Changing pistons is not simple and if the engine has been recently rebuilt may not form a cost stand point be that desirable to change. Certainly there is value in going to a modern hypereutectic cast piston with a D dish piston to manage compression to what 92/93 unleaded pump fuel will tolerate which would be optimal. But to avoid taking the bottom end apart and still getting 350 horses can still be accomplished with the pistons you have.
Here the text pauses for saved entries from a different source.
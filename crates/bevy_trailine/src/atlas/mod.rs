//! Snapshot slot pool backed by one shared grid texture.
//!
//! Every live snapshot owns exactly one cell of the atlas. Adding a snapshot
//! takes the first free cell in index order and marks the atlas dirty; the
//! compositor redraws only cells whose snapshot has not been drawn yet.

mod layout;
mod snapshot;

use bevy::prelude::*;
pub use layout::AtlasLayout;
pub use snapshot::{Snapshot, SnapshotId, SnapshotState, TrailCapture, fade_out};

use crate::primitives::RgbaSurface;

/// The trail atlas: slot pool, CPU surface and GPU texture.
#[derive(Resource)]
pub struct TrailAtlas {
  pub(crate) layout: AtlasLayout,
  pub(crate) slots: Vec<Option<Snapshot>>,
  pub(crate) surface: Option<RgbaSurface>,
  pub(crate) texture: Option<Handle<Image>>,
  pub(crate) dirty: bool,
  /// Ghost entities of removed snapshots, despawned by the presenter.
  pub(crate) released: Vec<Entity>,
  pub(crate) live: usize,
  pub(crate) passes: u64,
}

impl Default for TrailAtlas {
  fn default() -> Self {
    Self::new(AtlasLayout::default())
  }
}

impl TrailAtlas {
  pub fn new(layout: AtlasLayout) -> Self {
    let mut slots = Vec::with_capacity(layout.capacity());
    slots.resize_with(layout.capacity(), || None);
    Self {
      layout,
      slots,
      surface: None,
      texture: None,
      dirty: false,
      released: Vec::new(),
      live: 0,
      passes: 0,
    }
  }

  #[inline]
  pub fn layout(&self) -> &AtlasLayout {
    &self.layout
  }

  /// Total number of slots.
  #[inline]
  pub fn capacity(&self) -> usize {
    self.slots.len()
  }

  /// Number of live snapshots.
  #[inline]
  pub fn len(&self) -> usize {
    self.live
  }

  #[inline]
  pub fn is_empty(&self) -> bool {
    self.live == 0
  }

  /// Whether some cell is waiting to be composited.
  #[inline]
  pub fn is_dirty(&self) -> bool {
    self.dirty
  }

  /// Number of composite passes that did work.
  #[inline]
  pub fn passes(&self) -> u64 {
    self.passes
  }

  /// Atlas texture, once the first composite pass has created it.
  #[inline]
  pub fn texture(&self) -> Option<&Handle<Image>> {
    self.texture.as_ref()
  }

  /// CPU copy of the atlas, once allocated.
  #[inline]
  pub fn surface(&self) -> Option<&RgbaSurface> {
    self.surface.as_ref()
  }

  /// Records a pose in the first free cell.
  ///
  /// Returns `None` when every cell is taken; the capture is dropped.
  pub fn add(&mut self, capture: TrailCapture) -> Option<SnapshotId> {
    let index = self.slots.iter().position(Option::is_none)?;
    self.slots[index] = Some(Snapshot::new(index, capture));
    self.live += 1;
    self.dirty = true;
    Some(SnapshotId(index))
  }

  pub fn get(&self, id: SnapshotId) -> Option<&Snapshot> {
    self.slots.get(id.0)?.as_ref()
  }

  pub fn get_mut(&mut self, id: SnapshotId) -> Option<&mut Snapshot> {
    self.slots.get_mut(id.0)?.as_mut()
  }

  /// Live snapshots in cell order.
  pub fn iter(&self) -> impl Iterator<Item = &Snapshot> {
    self.slots.iter().flatten()
  }

  pub fn iter_mut(&mut self) -> impl Iterator<Item = &mut Snapshot> {
    self.slots.iter_mut().flatten()
  }

  /// Frees the cell of `id`. Returns false if it was already free.
  pub fn remove(&mut self, id: SnapshotId) -> bool {
    let Some(snapshot) = self.slots.get_mut(id.0).and_then(Option::take) else {
      return false;
    };
    self.live -= 1;
    if let Some(ghost) = snapshot.ghost {
      self.released.push(ghost);
    }
    true
  }

  /// Removes every live snapshot immediately.
  pub fn clear(&mut self) {
    for slot in &mut self.slots {
      if let Some(snapshot) = slot.take()
        && let Some(ghost) = snapshot.ghost
      {
        self.released.push(ghost);
      }
    }
    self.live = 0;
  }

  /// Advances every snapshot's fade and removes the finished ones.
  ///
  /// While `frozen`, only snapshots captured with `frozen_update` advance.
  /// Returns how many snapshots were removed.
  pub fn tick(&mut self, virtual_delta: f32, raw_delta: f32, frozen: bool) -> usize {
    let mut removed = 0;
    for slot in &mut self.slots {
      let Some(snapshot) = slot else {
        continue;
      };
      if frozen && !snapshot.frozen_update {
        continue;
      }
      let delta = if snapshot.use_raw_time {
        raw_delta
      } else {
        virtual_delta
      };
      if snapshot.advance(delta) {
        if let Some(ghost) = snapshot.ghost {
          self.released.push(ghost);
        }
        *slot = None;
        removed += 1;
      }
    }
    self.live -= removed;
    removed
  }

  /// Drops the surface and forgets the texture, returning its handle.
  ///
  /// Idempotent: a second call returns `None`.
  pub fn dispose(&mut self) -> Option<Handle<Image>> {
    self.surface = None;
    let texture = self.texture.take();
    if texture.is_some() {
      // Cells must be redrawn into the next texture.
      for snapshot in self.iter_mut() {
        snapshot.drawn = false;
      }
      self.dirty = self.live > 0;
    }
    texture
  }

  pub(crate) fn take_released(&mut self) -> Vec<Entity> {
    std::mem::take(&mut self.released)
  }
}
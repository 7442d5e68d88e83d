//! CPU-side pixel buffer backing the trail atlas.
//!
//! A [`Surface`] is a 2D buffer that can hold any element type. The atlas uses
//! [`RgbaSurface`], whose bytes are uploaded verbatim into a Bevy `Image`.
//!
//! # Coordinate System
//!
//! Surfaces use image space so the upload needs no flipping:
//! - **X+** is to the right
//! - **Y+** is downward
//! - **(0, 0)** is the top-left corner
//!
//! World space (Y+ up) is converted at the stamping boundary, see
//! [`crate::render::rasterize`].

use std::ops::{Index, IndexMut};

use super::Rect;
use crate::error::AtlasError;
use crate::render::Rgba;

// as_bytes() reinterprets the buffer, so Rgba must stay 4 packed bytes.
const _: () = assert!(std::mem::size_of::<Rgba>() == 4);

/// A 2D buffer of elements.
///
/// Data is stored in row-major order (y * width + x).
pub struct Surface<T> {
  data: Box<[T]>,
  width: u32,
  height: u32,
}

impl<T: Clone> Surface<T> {
  /// Creates a new surface filled with the given value.
  pub fn filled(width: u32, height: u32, value: T) -> Self {
    let len = (width as usize) * (height as usize);
    Self {
      data: vec![value; len].into_boxed_slice(),
      width,
      height,
    }
  }

  /// Creates a new surface filled with `value`, reporting allocation failure
  /// instead of aborting.
  ///
  /// Atlas surfaces are large (64 MiB at the default layout), so the
  /// compositor allocates through this path and retries on a later frame.
  pub fn try_filled(width: u32, height: u32, value: T) -> Result<Self, AtlasError> {
    let len = (width as usize)
      .checked_mul(height as usize)
      .ok_or(AtlasError::Allocation { width, height })?;

    let mut data = Vec::new();
    data
      .try_reserve_exact(len)
      .map_err(|_| AtlasError::Allocation { width, height })?;
    data.resize(len, value);

    Ok(Self {
      data: data.into_boxed_slice(),
      width,
      height,
    })
  }
}

impl<T> Surface<T> {
  /// Returns the width of the surface.
  #[inline]
  pub fn width(&self) -> u32 {
    self.width
  }

  /// Returns the height of the surface.
  #[inline]
  pub fn height(&self) -> u32 {
    self.height
  }

  /// Converts (x, y) to a linear index, or `None` if out of bounds.
  #[inline]
  fn index_of(&self, x: u32, y: u32) -> Option<usize> {
    if x < self.width && y < self.height {
      Some((y as usize) * (self.width as usize) + (x as usize))
    } else {
      None
    }
  }

  /// Returns a mutable reference to the element at (x, y), or `None` if out of
  /// bounds.
  #[inline]
  pub fn get_mut(&mut self, x: u32, y: u32) -> Option<&mut T> {
    self.index_of(x, y).map(|i| &mut self.data[i])
  }

  /// Returns the raw data as a byte slice (for GPU upload).
  #[inline]
  pub fn as_bytes(&self) -> &[u8] {
    let ptr = self.data.as_ptr() as *const u8;
    let len = self.data.len() * std::mem::size_of::<T>();
    // SAFETY: Surface data is contiguous and T is expected to be repr(C)
    unsafe { std::slice::from_raw_parts(ptr, len) }
  }

  /// Returns a slice of the underlying data.
  #[inline]
  pub fn as_slice(&self) -> &[T] {
    &self.data
  }

  /// Returns a mutable slice of the underlying data.
  #[inline]
  pub fn as_slice_mut(&mut self) -> &mut [T] {
    &mut self.data
  }

  /// Fills a rectangular region with the given value.
  ///
  /// The rect is clamped to the surface first.
  pub fn fill_rect(&mut self, rect: Rect, value: T)
  where
    T: Clone,
  {
    let rect = rect.clamped(self.width, self.height);
    let stride = self.width as usize;
    for y in rect.y..rect.y + rect.height {
      let start = y as usize * stride + rect.x as usize;
      self.data[start..start + rect.width as usize].fill(value.clone());
    }
  }
}

impl<T> Index<(u32, u32)> for Surface<T> {
  type Output = T;

  #[inline]
  fn index(&self, (x, y): (u32, u32)) -> &Self::Output {
    let i = (y as usize) * (self.width as usize) + (x as usize);
    &self.data[i]
  }
}

impl<T> IndexMut<(u32, u32)> for Surface<T> {
  #[inline]
  fn index_mut(&mut self, (x, y): (u32, u32)) -> &mut Self::Output {
    let i = (y as usize) * (self.width as usize) + (x as usize);
    &mut self.data[i]
  }
}

/// A surface containing RGBA pixels, suitable for GPU upload.
pub type RgbaSurface = Surface<Rgba>;

#[cfg(test)]
mod tests {
  use super::*;

  #[test]
  fn fill_rect_only_touches_region() {
    let mut surface = RgbaSurface::filled(4, 4, Rgba::new(9, 9, 9, 9));
    surface.fill_rect(Rect::new(1, 1, 2, 2), Rgba::new(0, 0, 0, 0));

    assert_eq!(surface[(0, 0)], Rgba::new(9, 9, 9, 9));
    assert_eq!(surface[(1, 1)], Rgba::new(0, 0, 0, 0));
    assert_eq!(surface[(2, 2)], Rgba::new(0, 0, 0, 0));
    assert_eq!(surface[(3, 2)], Rgba::new(9, 9, 9, 9));
  }

  #[test]
  fn fill_rect_clamps_to_bounds() {
    let mut surface = RgbaSurface::filled(4, 4, Rgba::new(0, 0, 0, 0));
    surface.fill_rect(Rect::new(3, 3, 10, 10), Rgba::new(1, 2, 3, 4));

    assert_eq!(surface[(3, 3)], Rgba::new(1, 2, 3, 4));
    assert_eq!(surface[(2, 3)], Rgba::new(0, 0, 0, 0));
  }

  #[test]
  fn get_mut_rejects_out_of_bounds() {
    let mut surface = RgbaSurface::filled(3, 2, Rgba::new(0, 0, 0, 0));
    assert!(surface.get_mut(3, 0).is_none());
    assert!(surface.get_mut(0, 2).is_none());

    *surface.get_mut(2, 1).unwrap() = Rgba::new(5, 6, 7, 8);
    assert_eq!(surface.as_slice()[5], Rgba::new(5, 6, 7, 8));
  }

  #[test]
  fn try_filled_allocates_requested_size() {
    let surface =
      RgbaSurface::try_filled(8, 2, Rgba::new(0, 0, 0, 0)).expect("small surface allocates");
    assert_eq!(surface.as_bytes().len(), 8 * 2 * 4);
    assert!(surface.as_slice().iter().all(|p| p.alpha == 0));
  }
}
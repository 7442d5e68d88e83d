//! GPU texture creation and upload for the atlas surface.

use bevy::asset::RenderAssetUsages;
use bevy::image::ImageSampler;
use bevy::prelude::*;
use bevy::render::render_resource::{Extent3d, TextureDimension, TextureFormat};

use crate::primitives::RgbaSurface;

/// Creates a transparent RGBA8 texture with nearest-neighbor sampling.
///
/// Point sampling keeps cell edges crisp, so a ghost never picks up texels
/// from a neighboring cell.
pub fn create_atlas_texture(images: &mut Assets<Image>, width: u32, height: u32) -> Handle<Image> {
  let size = Extent3d {
    width,
    height,
    depth_or_array_layers: 1,
  };

  let mut image = Image::new_fill(
    size,
    TextureDimension::D2,
    &[0, 0, 0, 0],
    TextureFormat::Rgba8UnormSrgb,
    RenderAssetUsages::MAIN_WORLD | RenderAssetUsages::RENDER_WORLD,
  );
  image.sampler = ImageSampler::nearest();

  images.add(image)
}

/// Uploads surface pixel data to an existing texture.
///
/// Returns false (and leaves the image untouched) when the dimensions differ.
pub fn upload_surface(surface: &RgbaSurface, image: &mut Image) -> bool {
  let bytes = surface.as_bytes();
  match image.data {
    Some(ref mut data) if data.len() == bytes.len() => {
      data.copy_from_slice(bytes);
      true
    }
    _ => false,
  }
}
//! Tracy profiler initialization.

use tracing_subscriber::prelude::*;
use tracing_tracy::TracyLayer;

/// Initialize Tracy profiling for the trail systems.
///
/// Call this early in `main()`, before `App::run()`. Spans are emitted from
/// the compositor, presenter and lifecycle systems.
pub fn init_tracy() {
  tracing_subscriber::registry()
    .with(TracyLayer::default())
    .init();
}
//! Trailine - motion trail (afterimage) compositor for Bevy 2D characters.
//!
//! At a fixed interval the pose of every [`TrailSource`] (sprite plus an
//! optional [`HairChain`]) is recorded into one cell of a shared grid atlas.
//! Each cell is composited once, then shown as a fading ghost sprite at the
//! captured position until its lifetime runs out and the cell is reused.
//!
//! # Frame order
//! - `Update`: [`TrailSystems::Lifetime`] then [`TrailSystems::Capture`].
//!   Character movement should run before `Capture`.
//! - `PostUpdate`: [`TrailSystems::BeforeRender`] (composite and upload) then
//!   [`TrailSystems::Present`] (ghost sprites), before transform propagation.

use bevy::prelude::*;
use bevy::transform::TransformSystems;

pub mod atlas;
pub mod capture;
pub mod compositor;
pub mod config;
pub mod error;
pub mod lifecycle;
pub mod pose;
pub mod presenter;
pub mod primitives;
pub mod render;
#[cfg(feature = "tracy")]
mod tracy_init;
pub mod visual_debug;

pub use atlas::{AtlasLayout, Snapshot, SnapshotId, SnapshotState, TrailAtlas, TrailCapture};
pub use capture::{AddTrail, TRAIL_DEPTH_OFFSET, capture_trails, on_interval};
pub use compositor::{HAIR_CLIP_MARGIN, PoseResolver, composite_trails, visible_segments};
pub use config::{TrailColorMode, TrailDebugSettings, TrailPattern, TrailSettings, host_trails_visible};
pub use error::{AtlasError, SettingsError};
pub use lifecycle::{ClearTrails, TrailTeardown, dispose_trails};
pub use pose::{HairChain, HairNode, HostFreeze, TrailSource};
pub use presenter::TrailGhost;
pub use primitives::{Rect, RgbaSurface, Surface};
pub use render::{Rgba, rgb};
#[cfg(feature = "tracy")]
pub use tracy_init::init_tracy;
pub use visual_debug::TrailDebugPlugin;

/// System sets for trail systems.
///
/// Order other systems against these sets to hook into the trail frame.
#[derive(SystemSet, Debug, Clone, Copy, PartialEq, Eq, Hash)]
pub enum TrailSystems {
  /// Clear requests and fade timers.
  Lifetime,
  /// Periodic pose capture.
  Capture,
  /// Atlas composite and texture upload.
  BeforeRender,
  /// Ghost sprite sync.
  Present,
}

/// Plugin for character motion trails.
///
/// Adds the [`TrailAtlas`] and, unless the app already has one, a
/// [`TrailSettings`] resource.
#[derive(Default)]
pub struct TrailPlugin {
  /// Initial settings.
  pub settings: TrailSettings,
  /// Atlas grid geometry.
  pub layout: AtlasLayout,
}

impl TrailPlugin {
  /// Sets the initial settings.
  pub fn settings(mut self, settings: TrailSettings) -> Self {
    self.settings = settings;
    self
  }

  /// Sets the atlas grid geometry.
  pub fn layout(mut self, layout: AtlasLayout) -> Self {
    self.layout = layout;
    self
  }
}

impl Plugin for TrailPlugin {
  fn build(&self, app: &mut App) {
    if !app.world().contains_resource::<TrailSettings>() {
      app.insert_resource(self.settings.clone());
    }

    app
      .insert_resource(TrailAtlas::new(self.layout))
      .init_resource::<HostFreeze>()
      .add_message::<ClearTrails>()
      .add_message::<TrailTeardown>();

    app
      .configure_sets(
        Update,
        (TrailSystems::Lifetime, TrailSystems::Capture).chain(),
      )
      .configure_sets(
        PostUpdate,
        (TrailSystems::BeforeRender, TrailSystems::Present)
          .chain()
          .before(TransformSystems::Propagate),
      );

    app
      .add_systems(
        Update,
        (
          lifecycle::handle_teardown_messages,
          lifecycle::handle_clear_messages,
          lifecycle::clear_on_mode_change,
          lifecycle::tick_trails,
        )
          .chain()
          .in_set(TrailSystems::Lifetime),
      )
      .add_systems(Update, capture_trails.in_set(TrailSystems::Capture))
      .add_systems(
        PostUpdate,
        composite_trails.in_set(TrailSystems::BeforeRender),
      )
      .add_systems(
        PostUpdate,
        presenter::present_trails.in_set(TrailSystems::Present),
      );

    // Overlay needs gizmos and cameras
    if app.is_plugin_added::<bevy::render::RenderPlugin>() {
      app.add_plugins(TrailDebugPlugin);
    }

    info!(
      "Trail atlas: {} cells of {}px",
      self.layout.capacity(),
      self.layout.cell_size()
    );
  }
}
Using Vortec style heads with a cam like the Comp XE268H, with an Edlebrock performer RPM intake with your carb and headers into 2-1/2 inch duals this will easily crank 350 hp. With pocket porting the heads and adding 1.6 rockers this can push 380 without a problem. The XE268H has an available spring kit, I highly recommend using it. Good quality lifters are must, if not Comps, GM part number 5232720 are a good substitute, these are lot more expensive than the cheap 50 buck a set lifters but if you want the cam to live these hard faced flat tappets at 240-350 bucks for the set are the only way to go.
You will also find this head change against the 290 Lunati cams you have in the engine will make a world of difference as the compression will come up which is what is needed. A late to close the intake valve cam like the 290 bleeds a lot of mixture back into the intake as the rising piston forces it out of the cylinder until enough RPM is reached to where the inertia of the mixture can overcome the reverse pumping action of the piston. This is the reason why big cams loose so much bottom end power and move the torque and horsepower peaks up the RPM band also moving them closer together. This is called the Dynamic Compression Ratio (DCR) the effect is that the Static Compression Ratio (what you measure from the volumes) below the torque peak RPM is reduced by the stroke lost in crankshaft degrees to where the intake valve is seated by the cam. Go here and play United Engine & Machine Co. Incorporated
Piston selection affects a thing called squish/quench. This is where the surface of the piston crown approaches the flat step of the head. A flat top piston is ideal for flame propagation by not getting in the way of the flame front and maximizes squish/quench by coming close to the step of the head.
The latter subject of squish/quench boosts the engines ability to extract power form the mixture and extends the range of the fuel's octane. Preferably for a street engine this would be about a .040 inch clearance between the piston crown and the heads step. OEM pistons tend to have a large and deep dish to control compression ratio below the detonation threshold which also tend to cause you to have to raise the octane of the fuel for the compression ratio being used. A D or step dish piston solves both problems by having a flat surface to oppose the set of the head while being dished under the valve pocket to control overall compression ratio. But this has the advantage of allowing more compression as with effective squish/quench the engine will react to the fuel as if the fuel has 4 to 6 more octane than it is rated at.